Guidance: Things to consider before installing/using this skill: - The SKILL.md will ask for or generate a KARMA_API_KEY and instruct saving it to either a plugin data folder or your shell startup file (~/.zshrc or ~/.bashrc). Persisting keys to disk increases risk if the key has broad permissions. - The skill metadata does not declare the required env vars (KARMA_API_KEY, optional KARMA_API_URL, CLAUDE_PLUGIN_DATA) nor the CLI tools the instructions use (curl, uuidgen, grep, sed). This mismatch prevents automated checks and is a red flag: ask the publisher to update metadata to list required env vars and binaries. - The Quick Start flow can auto-generate an API key via POST /v2/agent/register. If you use this, treat the resulting key like a high-privilege secret. Prefer creating a scoped/test key with the minimum permissions needed (or use a sandbox/test Karma account) rather than your main account or a key that controls funds. - Verify the API host (gapapi.karmahq.xyz) and confirm this skill is authored by an official Karma publisher (there's no homepage specified and the registry owner is an ID). If you can't confirm provenance, avoid providing production credentials. - If you proceed: create a limited-scope or time-limited API key, do not store production keys in shared machines or persistent shell rc files, and restrict file permissions on any credentials saved under CLAUDE_PLUGIN_DATA. If you want, I can: (1) produce a short list of questions to ask the skill author to clarify metadata and key scopes; (2) suggest a safe test workflow (create a test key, run read-only calls first); or (3) draft a safer credential storage approach for your environment.

Review Dimensions

Purpose & Capability: okThe skill's name/description and all runtime instructions target the Karma funding API (gapapi.karmahq.xyz) and describe program, reviewer, application, milestone, payout, and agreement management. Requiring a Karma API key and calling those endpoints is coherent with the stated purpose.

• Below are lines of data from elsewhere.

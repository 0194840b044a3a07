pub mod adapters;
pub mod app;
pub mod domain;
pub mod ports;
pub mod services;

// Re-export key types for convenience

// Domain types - value objects, models, and errors
pub use domain::{
    ClientError,
    ClientResult,
    Credentials,
    EntryMetadata,
    // Models
    EntryType,
    // Errors
    FsError,
    FsResult,
    ObjectHandle,
    // Value objects
    ObjectPath,
    ROOT_KEY,
    ResolvedEntry,
    ValidationError,
};

// Port types - interfaces for external systems
pub use ports::{Authenticator, FileSystemService, ObjectClient, ObjectListing, ObjectSummary};

// Service implementations - the mapping core
pub use services::{FileSystemServiceImpl, WriteSession};

// Application factory and configuration
pub use app::{
    AppError, StorageBackend, VfsBuilder, VfsConfig, VfsServices, create_fs_from_env,
    create_in_memory_fs, create_s3_fs,
};

// Adapter types - provider surface and storage client
pub use adapters::{
    inbound::vfs::{
        CAPABILITIES, Capability, FileName, S3File, S3FileProvider, S3FileSystem, SCHEME,
        StaticAuthenticator,
    },
    outbound::storage::{ApacheObjectClient, ClientBackend},
};

// Public facade for easy construction
pub mod prelude {
    pub use crate::{
        ApacheObjectClient, Capability, EntryType, FileSystemService, FileSystemServiceImpl,
        ObjectClient, ObjectPath, S3File, S3FileProvider, S3FileSystem, StaticAuthenticator,
        VfsBuilder, WriteSession, create_in_memory_fs,
    };
}
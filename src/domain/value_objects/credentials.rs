/// A resolved static credential pair: access key id plus its secret.
///
/// This is the only authentication input the storage client consumes; an
/// authenticator collaborator is responsible for producing it.
#[derive(Clone, PartialEq, Eq)]
pub struct Credentials {
    access_key_id: String,
    secret_access_key: String,
}

impl Credentials {
    pub fn new(access_key_id: impl Into<String>, secret_access_key: impl Into<String>) -> Self {
        Self {
            access_key_id: access_key_id.into(),
            secret_access_key: secret_access_key.into(),
        }
    }

    pub fn access_key_id(&self) -> &str {
        &self.access_key_id
    }

    pub fn secret_access_key(&self) -> &str {
        &self.secret_access_key
    }
}

// Keep the secret out of logs.
impl std::fmt::Debug for Credentials {
    fn fmt(&self, f: &mut std::fmt::Formatter<'_>) -> std::fmt::Result {
        f.debug_struct("Credentials")
            .field("access_key_id", &self.access_key_id)
            .field("secret_access_key", &"<redacted>")
            .finish()
    }
}

#[cfg(test)]
mod tests {
    use super::*;

    #[test]
    fn debug_redacts_the_secret() {
        let creds = Credentials::new("AKIAEXAMPLE", "super-secret");
        let rendered = format!("{:?}", creds);
        assert!(rendered.contains("AKIAEXAMPLE"));
        assert!(!rendered.contains("super-secret"));
    }
}
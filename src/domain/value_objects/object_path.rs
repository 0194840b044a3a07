use crate::domain::errors::ValidationError;

/// Marker key for the container root. A path with no key segment maps to
/// this value so the container itself can be addressed like a folder.
pub const ROOT_KEY: &str = "/";

/// A decoded (container, key) pair addressing one object in flat storage.
///
/// The key keeps whatever separators the caller supplied; separators carry
/// no structural meaning to the store itself.
#[derive(Debug, Clone, PartialEq, Eq, Hash)]
pub struct ObjectPath {
    container: String,
    key: String,
}

impl ObjectPath {
    /// Decode a filesystem-style path into container and key.
    ///
    /// Leading separators are stripped. A single remaining segment addresses
    /// the container root. Everything after the first separator is the key,
    /// passed through verbatim with no escaping or normalization.
    pub fn parse(input: &str) -> Result<Self, ValidationError> {
        let stripped = input.trim_start_matches('/');
        if stripped.is_empty() {
            return Err(ValidationError::BlankPath {
                path: input.to_string(),
            });
        }

        match stripped.split_once('/') {
            None => Ok(Self {
                container: stripped.to_string(),
                key: ROOT_KEY.to_string(),
            }),
            Some((_, "")) => Err(ValidationError::EmptyKey {
                path: input.to_string(),
            }),
            Some((container, key)) => Ok(Self {
                container: container.to_string(),
                key: key.to_string(),
            }),
        }
    }

    /// Build a path from parts already known to be valid, e.g. keys coming
    /// back from a listing.
    pub fn from_parts(container: impl Into<String>, key: impl Into<String>) -> Self {
        Self {
            container: container.into(),
            key: key.into(),
        }
    }

    pub fn container(&self) -> &str {
        &self.container
    }

    pub fn key(&self) -> &str {
        &self.key
    }

    /// Whether this path addresses the container itself rather than a key.
    pub fn is_container_root(&self) -> bool {
        self.key == ROOT_KEY
    }

    /// The key normalized into a listing prefix: folders need a trailing
    /// separator. The container root has no prefix at all.
    pub fn folder_prefix(&self) -> Option<String> {
        if self.is_container_root() {
            return None;
        }
        if self.key.ends_with('/') {
            Some(self.key.clone())
        } else {
            Some(format!("{}/", self.key))
        }
    }

    /// Last path segment; the container name at the root.
    pub fn file_name(&self) -> &str {
        if self.is_container_root() {
            return &self.container;
        }
        let trimmed = self.key.trim_end_matches('/');
        trimmed.rsplit('/').next().unwrap_or(trimmed)
    }
}

impl std::fmt::Display for ObjectPath {
    fn fmt(&self, f: &mut std::fmt::Formatter<'_>) -> std::fmt::Result {
        if self.is_container_root() {
            write!(f, "{}", self.container)
        } else {
            write!(f, "{}/{}", self.container, self.key)
        }
    }
}

#[cfg(test)]
mod tests {
    use super::*;

    #[test]
    fn parse_splits_on_first_separator() {
        let path = ObjectPath::parse("uploadFile02/dir01/file01").unwrap();
        assert_eq!(path.container(), "uploadFile02");
        assert_eq!(path.key(), "dir01/file01");
    }

    #[test]
    fn parse_strips_leading_separators() {
        let path = ObjectPath::parse("///bucket01/a/b.txt").unwrap();
        assert_eq!(path.container(), "bucket01");
        assert_eq!(path.key(), "a/b.txt");
    }

    #[test]
    fn single_segment_is_container_root() {
        let path = ObjectPath::parse("bucket01").unwrap();
        assert_eq!(path.container(), "bucket01");
        assert_eq!(path.key(), ROOT_KEY);
        assert!(path.is_container_root());
        assert_eq!(path.folder_prefix(), None);
    }

    #[test]
    fn blank_and_trailing_slash_paths_are_invalid() {
        assert!(ObjectPath::parse("").is_err());
        assert!(ObjectPath::parse("///").is_err());
        assert!(ObjectPath::parse("bucket01/").is_err());
    }

    #[test]
    fn display_round_trips_the_stripped_input() {
        for input in ["bucket01/a/b/c.txt", "bucket01/file.txt"] {
            let path = ObjectPath::parse(input).unwrap();
            assert_eq!(path.to_string(), input);
        }
    }

    #[test]
    fn folder_prefix_gains_exactly_one_trailing_separator() {
        let path = ObjectPath::parse("bucket01/dir01").unwrap();
        assert_eq!(path.folder_prefix().as_deref(), Some("dir01/"));

        let path = ObjectPath::from_parts("bucket01", "dir01/");
        assert_eq!(path.folder_prefix().as_deref(), Some("dir01/"));
    }

    #[test]
    fn file_name_is_the_last_segment() {
        let path = ObjectPath::parse("bucket01/dir01/file01").unwrap();
        assert_eq!(path.file_name(), "file01");

        let root = ObjectPath::parse("bucket01").unwrap();
        assert_eq!(root.file_name(), "bucket01");
    }
}
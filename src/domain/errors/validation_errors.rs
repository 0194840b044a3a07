/// Validation errors raised while decoding paths.
#[derive(Debug, Clone, PartialEq, thiserror::Error)]
pub enum ValidationError {
    /// Nothing left after stripping leading separators
    #[error("path '{path}' is blank after stripping separators")]
    BlankPath { path: String },

    /// A separator was present but no key followed the container segment
    #[error("path '{path}' has an empty key after the container segment")]
    EmptyKey { path: String },
}
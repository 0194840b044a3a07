mod auth;
mod capability;
mod file;
mod file_name;
mod file_system;
mod provider;

pub use auth::StaticAuthenticator;
pub use capability::{CAPABILITIES, Capability};
pub use file::S3File;
pub use file_name::{FileName, SCHEME};
pub use file_system::S3FileSystem;
pub use provider::S3FileProvider;
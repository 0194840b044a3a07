use async_trait::async_trait;

use crate::{
    domain::{
        errors::FsResult,
        models::{EntryType, ResolvedEntry},
        value_objects::ObjectPath,
    },
    services::WriteSession,
};

/// Port for the path-oriented view over flat object storage.
///
/// Content and metadata reads are served through the `ResolvedEntry`
/// returned by `resolve`; the entry owns the fetched object handle for its
/// lifetime.
#[async_trait]
pub trait FileSystemService: Send + Sync + 'static {
    /// Resolve a path into an attached entry: fetch the object at the exact
    /// key when one exists, otherwise classify the path by prefix probing.
    async fn resolve(&self, path: &ObjectPath) -> FsResult<ResolvedEntry>;

    /// Type-only resolution.
    async fn resolve_type(&self, path: &ObjectPath) -> FsResult<EntryType>;

    /// Immediate children of a simulated folder, in listing order.
    async fn list_children(&self, path: &ObjectPath) -> FsResult<Vec<ObjectPath>>;

    /// Open a buffered write session that uploads on close.
    async fn open_for_write(&self, path: &ObjectPath) -> FsResult<WriteSession>;

    /// Delete the object at the exact key.
    async fn delete(&self, path: &ObjectPath) -> FsResult<()>;
}
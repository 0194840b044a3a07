mod object_client;

pub use object_client::{ObjectClient, ObjectListing, ObjectSummary};
mod entry;

pub use entry::{EntryMetadata, EntryType, ObjectHandle, ResolvedEntry};
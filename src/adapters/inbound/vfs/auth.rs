use crate::{domain::value_objects::Credentials, ports::auth::Authenticator};

/// Authenticator holding a fixed credential pair, username/password style:
/// the access key id and its secret.
#[derive(Debug, Clone)]
pub struct StaticAuthenticator {
    credentials: Credentials,
}

impl StaticAuthenticator {
    pub fn new(access_key_id: impl Into<String>, secret_access_key: impl Into<String>) -> Self {
        Self {
            credentials: Credentials::new(access_key_id, secret_access_key),
        }
    }
}

impl Authenticator for StaticAuthenticator {
    fn credentials(&self) -> Credentials {
        self.credentials.clone()
    }
}
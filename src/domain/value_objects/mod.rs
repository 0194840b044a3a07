mod credentials;
mod object_path;

pub use credentials::Credentials;
pub use object_path::{ObjectPath, ROOT_KEY};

Instruction Scope: concernThe SKILL.md instructs the agent to run many curl commands, create API keys, verify email, create programs, manage payouts, and persist API keys. It accesses environment variables and filesystem paths (KARMA_API_KEY, KARMA_API_URL, CLAUDE_PLUGIN_DATA, $HOME/.zshrc/.bashrc) and uses CLI tools (curl, uuidgen, grep, sed, mkdir). However the skill metadata does not declare any required env vars or binaries. Instructions to write API keys into shell rc files or plugin data expand the skill's scope and introduce persistence/exfiltration risk; these file writes are not justified in the metadata.
Install Mechanism: okThis is an instruction-only skill with no install spec and no code files, so it does not install third-party packages or download remote archives. That minimizes install-time risk.
Credentials: concernAlthough the skill logically needs a Karma API key to operate, requires.env and primary credential are declared as none. The SKILL.md repeatedly references KARMA_API_KEY and optionally CLAUDE_PLUGIN_DATA and KARMA_API_URL. This mismatch (undeclared but required credentials and env vars) is a configuration inconsistency that prevents automated vetting and is a security/privacy concern because the instructions tell the agent to persist the API key to disk.
Persistence & Privilege: noteThe skill does not request always:true and does not modify other skills. However it instructs persisting the obtained API key to either a plugin data directory (CLAUDE_PLUGIN_DATA) or to the user's shell rc (~/.zshrc or ~/.bashrc), granting long-term access to the Karma account from the environment. Persisting credentials is functional for the skill but increases the blast radius if the key is overprivileged or exposed.